▶ [ASSIGNMENT]: The lines from the start of the data up to and including the one with "use async_trait::async_trait;" should be returned exactly, and nothing else.

*** Opening of STORED DATA ***

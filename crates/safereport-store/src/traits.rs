//! Storage traits: the abstract interfaces for secrets and sealed records.
//!
//! [`SecureStorage`] is the keychain-like collaborator the key store needs.
//! [`RecordStore`] caches sealed envelopes locally.

use async_trait::async_trait;
use safereport_core::Envelope;

use crate::error::Result;

/// When a stored secret may be read.
///
/// Mirrors the keychain accessibility classes of mobile platforms.
/// Backends that cannot enforce a class still record it.
#[derive(Debug, Clone, Copy, PartialEq, Eq, Hash, Default)]
pub enum AccessPolicy {
    /// Readable while the device is unlocked; never migrated to another device.
    #[default]
    WhenUnlockedThisDeviceOnly,
    /// Readable while the device is unlocked; may be restored to a new device.
    WhenUnlocked,
    /// Readable after the first unlock since boot; never migrated.
    AfterFirstUnlockThisDeviceOnly,
    /// Readable after the first unlock since boot; may be migrated.
    AfterFirstUnlock,
}

impl AccessPolicy {
    /// Convert to the integer stored in SQLite.
    pub const fn to_u8(self) -> u8 {
        match self {
            AccessPolicy::WhenUnlockedThisDeviceOnly => 0,
            AccessPolicy::WhenUnlocked => 1,
            AccessPolicy::AfterFirstUnlockThisDeviceOnly => 2,
            AccessPolicy::AfterFirstUnlock => 3,
        }
    }

    /// Parse from the stored integer.
    pub const fn from_u8(v: u8) -> Option<Self> {
        match v {
            0 => Some(AccessPolicy::WhenUnlockedThisDeviceOnly),
            1 => Some(AccessPolicy::WhenUnlocked),
            2 => Some(AccessPolicy::AfterFirstUnlockThisDeviceOnly),
            3 => Some(AccessPolicy::AfterFirstUnlock),
            _ => None,
        }
    }

    /// Whether the item is pinned to this device.
    pub const fn this_device_only(self) -> bool {
        matches!(
            self,
            AccessPolicy::WhenUnlockedThisDeviceOnly | AccessPolicy::AfterFirstUnlockThisDeviceOnly
        )
    }
}

/// Key-value secret storage with per-entry access policy.
///
/// All methods are async so blocking backends (SQLite, OS keychain) can run
/// on the blocking pool.
#[async_trait]
pub trait SecureStorage: Send + Sync {
    /// Read the value stored under `id`.
    async fn get(&self, id: &str) -> Result<Option<String>>;

    /// Write `value` under `id`, replacing any existing value.
    async fn set(&self, id: &str, value: &str, policy: AccessPolicy) -> Result<()>;

    /// Remove `id`. Returns whether anything was removed.
    async fn delete(&self, id: &str) -> Result<bool>;

    /// Write `value` only if `id` is empty, then return whatever is stored.
    ///
    /// Two calls racing on the same `id` must both return the same value,
    /// including calls made through different handles to the same backend.
    async fn insert_if_absent(
        &self,
        id: &str,
        value: &str,
        policy: AccessPolicy,
    ) -> Result<String>;
}

/// A sealed payload cached under a record id.
#[derive(Debug, Clone, PartialEq, Eq)]
pub struct SealedRecord {
    /// Caller-chosen identifier.
    pub record_id: String,
    /// The encrypted payload.
    pub envelope: Envelope,
    /// When the record was written (Unix ms).
    pub created_at: i64,
}

/// Local cache of sealed envelopes.
#[async_trait]
pub trait RecordStore: Send + Sync {
    /// Store an envelope under `record_id`, replacing any previous one.
    async fn put_record(&self, record_id: &str, envelope: &Envelope) -> Result<()>;

    /// Load the record stored under `record_id`.
    async fn get_record(&self, record_id: &str) -> Result<Option<SealedRecord>>;

    /// Remove a record. Returns whether anything was removed.
    async fn delete_record(&self, record_id: &str) -> Result<bool>;

    /// List record ids, oldest first.
    async fn list_records(&self) -> Result<Vec<String>>;
}

/// Get current time in milliseconds.
pub(crate) fn now_millis() -> i64 {
    use std::time::{SystemTime, UNIX_EPOCH};
    SystemTime::now()
        .duration_since(UNIX_EPOCH)
        .map(|d| d.as_millis() as i64)
        .unwrap_or(0)
}
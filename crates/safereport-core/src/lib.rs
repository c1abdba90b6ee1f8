//! # SafeReport Core
//!
//! Pure primitives for protecting report payloads on the device: the device
//! key type, the JSON envelope codec, and the passphrase codec.
//!
//! This crate contains no I/O and no storage. Where the device key lives and
//! how it is created is the job of `safereport-store`.
//!
//! ## Key Types
//!
//! - [`DeviceKey`] - 256-bit per-installation secret, canonical form is hex
//! - [`Envelope`] - IV + ciphertext of one JSON payload, tagged with version and algorithm
//! - [`PassphraseCodec`] - seals JSON under a configured passphrase
//! - [`EntropySource`] - where IVs, salts, and keys come from
//!
//! ## Usage
//!
//! ```rust
//! use safereport_core::{decrypt, encrypt, EnvelopeAlgorithm};
//! use serde_json::json;
//!
//! let key_hex = "a1b2c3d4e5f60718293a4b5c6d7e8f90a1b2c3d4e5f60718293a4b5c6d7e8f90";
//! let report = json!({"type": "safety_report", "location": "Main St"});
//!
//! let envelope = encrypt(&report, key_hex, EnvelopeAlgorithm::Aes256Gcm).unwrap();
//! assert_eq!(decrypt(&envelope, key_hex).unwrap(), report);
//! ```

pub mod cipher;
pub mod entropy;
pub mod envelope;
pub mod error;
pub mod key;
pub mod passphrase;

pub use entropy::{EntropySource, OsEntropy};
pub use envelope::{decrypt, decrypt_value, encrypt, Envelope, EnvelopeAlgorithm, ENVELOPE_VERSION};
pub use error::{CryptoError, Result};
pub use key::{DeviceKey, KEY_HEX_LEN, KEY_LEN};
pub use passphrase::{KdfParams, PassphraseCodec};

*** Close of STORED DATA ***

▶ [ANSWER SPACE]:
filename crates/safereport-store/src/traits.rs
//! Storage traits: the abstract interfaces for secrets and sealed records.
//!
//! [`SecureStorage`] is the keychain-like collaborator the key store needs.
//! [`RecordStore`] caches sealed envelopes locally.

use async_trait::async_trait;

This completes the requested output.